• _Input data_
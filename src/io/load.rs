//! Parameter state loading

use super::format::WeightFormat;
use super::state::{ParamState, ParameterInfo};
use crate::{Error, Result};
use safetensors::tensor::Dtype;
use safetensors::SafeTensors;
use std::path::Path;

/// Load a parameter state; the format is detected from the file extension
///
/// # Example
///
/// ```no_run
/// use segdepth::io::load_weights;
///
/// let state = load_weights("backbone.safetensors").unwrap();
/// println!("{} tensors for {}", state.len(), state.architecture);
/// ```
pub fn load_weights(path: impl AsRef<Path>) -> Result<ParamState> {
    let path = path.as_ref();
    let format = WeightFormat::from_path(path).ok_or_else(|| {
        Error::Serialization(format!("Unsupported weight file: {}", path.display()))
    })?;

    let state = match format {
        WeightFormat::SafeTensors => load_safetensors(path)?,
        WeightFormat::Json => {
            let content = std::fs::read_to_string(path)?;
            serde_json::from_str(&content)
                .map_err(|e| Error::Serialization(format!("JSON deserialization failed: {e}")))?
        }
    };
    state.validate()?;
    Ok(state)
}

/// Load from SafeTensors, keeping the file's tensor order
fn load_safetensors(path: &Path) -> Result<ParamState> {
    let data = std::fs::read(path)?;

    let (_, header) = SafeTensors::read_metadata(&data)
        .map_err(|e| Error::Serialization(format!("SafeTensors parsing failed: {e}")))?;
    let architecture = header
        .metadata()
        .as_ref()
        .and_then(|m| m.get("architecture").cloned())
        .unwrap_or_else(|| "unknown".to_string());

    let tensors = SafeTensors::deserialize(&data)
        .map_err(|e| Error::Serialization(format!("SafeTensors parsing failed: {e}")))?;

    let mut entries: Vec<_> = tensors.tensors();
    // Stable order: by offset in the file
    entries.sort_by_key(|(_, view)| view.data().as_ptr() as usize);

    let mut parameters = Vec::with_capacity(entries.len());
    let mut values = Vec::new();
    for (name, view) in entries {
        if view.dtype() != Dtype::F32 {
            return Err(Error::Serialization(format!(
                "tensor {name} is {:?}, only F32 is supported",
                view.dtype()
            )));
        }
        let bytes = view.data();
        match bytemuck::try_cast_slice::<u8, f32>(bytes) {
            Ok(floats) => values.extend_from_slice(floats),
            // Unaligned buffer
            Err(_) => values.extend(
                bytes
                    .chunks_exact(4)
                    .map(|c| f32::from_le_bytes([c[0], c[1], c[2], c[3]])),
            ),
        }
        parameters.push(ParameterInfo {
            name,
            shape: view.shape().to_vec(),
        });
    }

    Ok(ParamState {
        architecture,
        parameters,
        data: values,
    })
}

#[cfg(test)]
mod tests {
    use super::*;
    use crate::io::{save_weights, WeightFormat};
    use crate::Tensor;
    use ndarray::Array1;

    fn state() -> ParamState {
        let w = Tensor::new(Array1::from(vec![1.0, -2.0, 3.5, 0.25]), vec![2, 2], true);
        let b = Tensor::from_vec(vec![0.1, 0.2], true);
        ParamState::from_named("pixelnet", [("backbone.weight", &w), ("backbone.bias", &b)])
    }

    #[test]
    fn test_load_safetensors_keeps_names_and_shapes() {
        let dir = tempfile::tempdir().unwrap();
        let path = dir.path().join("weights.safetensors");
        save_weights(&state(), &path, WeightFormat::SafeTensors).unwrap();

        let loaded = load_weights(&path).unwrap();
        assert_eq!(loaded.architecture, "pixelnet");
        let (info, values) = loaded.get("backbone.weight").unwrap();
        assert_eq!(info.shape, vec![2, 2]);
        assert_eq!(values, &[1.0, -2.0, 3.5, 0.25]);
        assert_eq!(loaded.get("backbone.bias").unwrap().1, &[0.1, 0.2]);
    }

    #[test]
    fn test_load_json() {
        let dir = tempfile::tempdir().unwrap();
        let path = dir.path().join("weights.json");
        save_weights(&state(), &path, WeightFormat::Json).unwrap();
        assert_eq!(load_weights(&path).unwrap(), state());
    }

    #[test]
    fn test_unknown_extension() {
        assert!(matches!(
            load_weights("weights.bin"),
            Err(Error::Serialization(_))
        ));
    }

    #[test]
    fn test_garbage_file() {
        let dir = tempfile::tempdir().unwrap();
        let path = dir.path().join("weights.safetensors");
        std::fs::write(&path, b"not a tensor file").unwrap();
        assert!(load_weights(&path).is_err());
    }
}
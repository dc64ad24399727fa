//! YAML schema definitions for declarative training configuration
//!
//! Every section has defaults, so an empty document is a valid
//! configuration. Tags (model, optimizer, criterion, policy, metrics) stay
//! strings here and are resolved into closed enums by
//! [`validate_config`](super::validate_config).

use crate::loss::LossWeights;
use serde::{Deserialize, Serialize};
use std::path::PathBuf;

/// Complete training specification
#[derive(Debug, Clone, Default, PartialEq, Serialize, Deserialize)]
#[serde(default)]
pub struct TrainSpec {
    pub model: ModelSection,
    pub data: DataSection,
    pub optimizer: OptimSpec,
    pub loss: LossSpec,
    pub schedule: ScheduleSpec,
    pub metrics: MetricsSpec,
    pub device: DeviceSpec,
    pub pretrained: PretrainedSpec,
    pub training: TrainingParams,
}

/// Network selection
#[derive(Debug, Clone, PartialEq, Serialize, Deserialize)]
#[serde(default)]
pub struct ModelSection {
    /// Network tag, e.g. `pixelnet`
    pub name: String,
    pub hidden: usize,
    pub classes: usize,
}

impl Default for ModelSection {
    fn default() -> Self {
        Self {
            name: "pixelnet".into(),
            hidden: 16,
            classes: 8,
        }
    }
}

/// Dataset sizes and batching
#[derive(Debug, Clone, PartialEq, Serialize, Deserialize)]
#[serde(default)]
pub struct DataSection {
    pub train_samples: usize,
    pub val_samples: usize,
    /// Samples of the validation subset used by evaluate-only runs
    pub val_subset_samples: usize,
    pub batch_size: usize,
    pub val_batch_size: usize,
    pub num_workers: usize,
    pub prefetch: usize,
    pub shuffle: bool,
    pub height: usize,
    pub width: usize,
    /// Farthest depth the scenes contain
    pub scene_depth: f32,
    pub lidar_stride: usize,
}

impl Default for DataSection {
    fn default() -> Self {
        Self {
            train_samples: 64,
            val_samples: 16,
            val_subset_samples: 8,
            batch_size: 2,
            val_batch_size: 1,
            num_workers: 0,
            prefetch: 2,
            shuffle: true,
            height: 16,
            width: 24,
            scene_depth: 80.0,
            lidar_stride: 3,
        }
    }
}

/// Optimizer specification
#[derive(Debug, Clone, PartialEq, Serialize, Deserialize)]
#[serde(default)]
pub struct OptimSpec {
    /// Optimizer name: "adam" | "sgd"
    pub name: String,
    pub lr: f32,
    pub weight_decay: f32,
    /// Gradient norm clip; `0` disables clipping
    pub clip_grad_norm: f32,
}

impl Default for OptimSpec {
    fn default() -> Self {
        Self {
            name: "adam".into(),
            lr: 1e-3,
            weight_decay: 0.0,
            clip_grad_norm: 0.0,
        }
    }
}

/// Objective configuration
#[derive(Debug, Clone, PartialEq, Serialize, Deserialize)]
#[serde(default)]
pub struct LossSpec {
    /// Depth criterion: "mse" | "mae" | "huber"
    pub criterion: String,
    pub weights: LossWeights,
}

impl Default for LossSpec {
    fn default() -> Self {
        Self {
            criterion: "mse".into(),
            weights: LossWeights::default(),
        }
    }
}

/// Learning rate policy and its knobs
#[derive(Debug, Clone, PartialEq, Serialize, Deserialize)]
#[serde(default)]
pub struct ScheduleSpec {
    /// "lambda" | "step" | "plateau" | "none"
    pub policy: String,
    /// Step size for `step`, patience for `plateau`
    pub patience: usize,
    pub gamma: f32,
    pub niter: usize,
    pub niter_decay: usize,
}

impl Default for ScheduleSpec {
    fn default() -> Self {
        Self {
            policy: "plateau".into(),
            patience: 7,
            gamma: 0.5,
            niter: 50,
            niter_decay: 400,
        }
    }
}

/// Evaluation settings
#[derive(Debug, Clone, PartialEq, Serialize, Deserialize)]
#[serde(default)]
pub struct MetricsSpec {
    /// Reported metrics; the first one selects the best checkpoint
    pub names: Vec<String>,
    pub max_depth: f32,
    pub disparity: bool,
    pub normalized: bool,
}

impl Default for MetricsSpec {
    fn default() -> Self {
        Self {
            names: vec!["rmse".into(), "mae".into()],
            max_depth: 255.0,
            disparity: false,
            normalized: false,
        }
    }
}

/// Placement request
#[derive(Debug, Clone, Default, PartialEq, Serialize, Deserialize)]
#[serde(default)]
pub struct DeviceSpec {
    /// Fail unless accelerators are present
    pub accelerator: bool,
    pub ids: Vec<usize>,
    /// Replicate the model across every selected accelerator
    pub replicate: bool,
}

/// Weights loaded into a fresh (not resumed) run
#[derive(Debug, Clone, Default, PartialEq, Serialize, Deserialize)]
#[serde(default)]
pub struct PretrainedSpec {
    /// Backbone-only weights, names relative to the backbone
    #[serde(skip_serializing_if = "Option::is_none")]
    pub backbone: Option<PathBuf>,
    /// Full checkpoint or parameter file of an earlier run
    #[serde(skip_serializing_if = "Option::is_none")]
    pub checkpoint: Option<PathBuf>,
}

/// Loop control
#[derive(Debug, Clone, PartialEq, Serialize, Deserialize)]
#[serde(default)]
pub struct TrainingParams {
    pub epochs: usize,
    /// Progress line every N iterations
    pub print_freq: usize,
    pub seed: u64,
    /// Parent of the per-run directory
    pub save_path: PathBuf,
    /// Restore the best checkpoint, validate once and stop
    pub evaluate: bool,
    /// Never resume from an existing marker
    pub test_mode: bool,
}

impl Default for TrainingParams {
    fn default() -> Self {
        Self {
            epochs: 150,
            print_freq: 50,
            seed: 7,
            save_path: PathBuf::from("./saved"),
            evaluate: false,
            test_mode: false,
        }
    }
}
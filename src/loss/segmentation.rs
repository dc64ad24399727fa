//! Per-pixel cross entropy for segmentation logits

use super::DenseLoss;
use crate::{Error, Result};
use ndarray::{Array4, ArrayView4};

/// Cross entropy over the class axis of `[N, K, H, W]` logits
///
/// L = mean over pixels of -log_softmax(logits)[label]
///
/// The label map is channel 0 of a `[N, _, H, W]` target holding class ids.
#[derive(Debug, Clone, Copy, Default)]
pub struct CrossEntropy2d;

impl DenseLoss for CrossEntropy2d {
    fn name(&self) -> &str {
        "cross_entropy_2d"
    }

    fn forward(
        &self,
        logits: ArrayView4<'_, f32>,
        target: ArrayView4<'_, f32>,
    ) -> Result<(f32, Array4<f32>)> {
        let (n, k, h, w) = logits.dim();
        let (tn, tc, th, tw) = target.dim();
        if tc == 0 || (n, h, w) != (tn, th, tw) {
            return Err(Error::shape_mismatch(&[n, 1, h, w], &[tn, tc, th, tw]));
        }

        let pixels = n * h * w;
        let mut grad = Array4::zeros(logits.raw_dim());
        if pixels == 0 {
            return Ok((0.0, grad));
        }

        let mut total = 0.0f64;
        let mut probs = vec![0.0f32; k];
        for b in 0..n {
            for y in 0..h {
                for x in 0..w {
                    let raw = target[[b, 0, y, x]];
                    if !(raw >= 0.0 && (raw as usize) < k) {
                        return Err(Error::InvalidInput(format!(
                            "segmentation label {raw} outside [0, {k})"
                        )));
                    }
                    let label = raw as usize;

                    // Numerically stable log-softmax
                    let max = (0..k)
                        .map(|c| logits[[b, c, y, x]])
                        .fold(f32::NEG_INFINITY, f32::max);
                    let mut sum = 0.0f32;
                    for (c, p) in probs.iter_mut().enumerate() {
                        *p = (logits[[b, c, y, x]] - max).exp();
                        sum += *p;
                    }
                    let log_sum = sum.ln() + max;
                    total += (log_sum - logits[[b, label, y, x]]) as f64;

                    for (c, p) in probs.iter().enumerate() {
                        let onehot = if c == label { 1.0 } else { 0.0 };
                        grad[[b, c, y, x]] = (p / sum - onehot) / pixels as f32;
                    }
                }
            }
        }

        Ok(((total / pixels as f64) as f32, grad))
    }
}

#[cfg(test)]
mod tests {
    use super::*;
    use approx::assert_abs_diff_eq;

    #[test]
    fn test_uniform_logits_give_log_k() {
        let logits = Array4::<f32>::zeros((1, 4, 2, 2));
        let labels = Array4::<f32>::from_elem((1, 1, 2, 2), 3.0);
        let (loss, _) = CrossEntropy2d.forward(logits.view(), labels.view()).unwrap();
        assert_abs_diff_eq!(loss, 4.0f32.ln(), epsilon = 1e-6);
    }

    #[test]
    fn test_confident_correct_prediction_is_near_zero() {
        let mut logits = Array4::<f32>::zeros((1, 2, 1, 1));
        logits[[0, 1, 0, 0]] = 20.0;
        let labels = Array4::<f32>::from_elem((1, 1, 1, 1), 1.0);
        let (loss, grad) = CrossEntropy2d.forward(logits.view(), labels.view()).unwrap();
        assert!(loss < 1e-6);
        assert!(grad[[0, 1, 0, 0]] <= 0.0);
    }

    #[test]
    fn test_gradient_sums_to_zero_per_pixel() {
        let logits =
            Array4::from_shape_vec((1, 3, 1, 2), vec![0.1, -1.0, 2.0, 0.3, 0.5, 0.0]).unwrap();
        let labels = Array4::from_shape_vec((1, 1, 1, 2), vec![0.0, 2.0]).unwrap();
        let (_, grad) = CrossEntropy2d.forward(logits.view(), labels.view()).unwrap();
        for x in 0..2 {
            let s: f32 = (0..3).map(|c| grad[[0, c, 0, x]]).sum();
            assert_abs_diff_eq!(s, 0.0, epsilon = 1e-6);
        }
    }

    #[test]
    fn test_gradient_matches_finite_difference() {
        let logits =
            Array4::from_shape_vec((1, 3, 1, 1), vec![0.2, -0.4, 1.1]).unwrap();
        let labels = Array4::from_elem((1, 1, 1, 1), 1.0);
        let (base, grad) = CrossEntropy2d.forward(logits.view(), labels.view()).unwrap();

        let eps = 1e-3;
        let mut bumped = logits.clone();
        bumped[[0, 2, 0, 0]] += eps;
        let (moved, _) = CrossEntropy2d.forward(bumped.view(), labels.view()).unwrap();
        assert_abs_diff_eq!((moved - base) / eps, grad[[0, 2, 0, 0]], epsilon = 1e-2);
    }

    #[test]
    fn test_out_of_range_label_is_rejected() {
        let logits = Array4::<f32>::zeros((1, 3, 1, 1));
        let labels = Array4::<f32>::from_elem((1, 1, 1, 1), 3.0);
        assert!(matches!(
            CrossEntropy2d.forward(logits.view(), labels.view()),
            Err(Error::InvalidInput(_))
        ));
    }
}
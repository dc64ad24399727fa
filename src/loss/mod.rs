//! Training objectives
//!
//! Dense criteria share the [`DenseLoss`] contract: a scalar value plus the
//! gradient with respect to the prediction, computed in one pass.

mod aggregate;
mod depth;
mod edge;
mod segmentation;

pub use aggregate::{LossAggregator, LossBreakdown, LossTerm, LossWeights, Phase};
pub use depth::DepthCriterion;
pub use edge::{EdgeTerms, SmoothEdgeLoss, IMAGE_CHANNEL_OFFSET};
pub use segmentation::CrossEntropy2d;

use crate::Result;
use ndarray::{Array4, ArrayView4};

/// Loss over `[N, C, H, W]` maps
pub trait DenseLoss {
    fn name(&self) -> &str;

    /// Loss value and its gradient with respect to `pred`
    fn forward(
        &self,
        pred: ArrayView4<'_, f32>,
        target: ArrayView4<'_, f32>,
    ) -> Result<(f32, Array4<f32>)>;
}
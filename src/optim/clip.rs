//! Gradient norm clipping

use crate::Tensor;

/// Scale all gradients so their global L2 norm is at most `max_norm`
///
/// Returns the norm measured before clipping.
pub fn clip_grad_norm(params: &mut [Tensor], max_norm: f32) -> f32 {
    let total_sq: f32 = params
        .iter()
        .filter_map(|p| p.grad())
        .map(|g| g.iter().map(|v| v * v).sum::<f32>())
        .sum();
    let total_norm = total_sq.sqrt();

    let coef = max_norm / (total_norm + 1e-6);
    if coef < 1.0 {
        for p in params.iter() {
            p.scale_grad(coef);
        }
    }
    total_norm
}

• _Activity_
What lines hold the string "policy"? Pick them out of the data.

• _Response_
//! configuration. Tags (model, optimizer, criterion, policy, metrics) stay
/// Learning rate policy and its knobs
    pub policy: String,
            policy: "plateau".into(),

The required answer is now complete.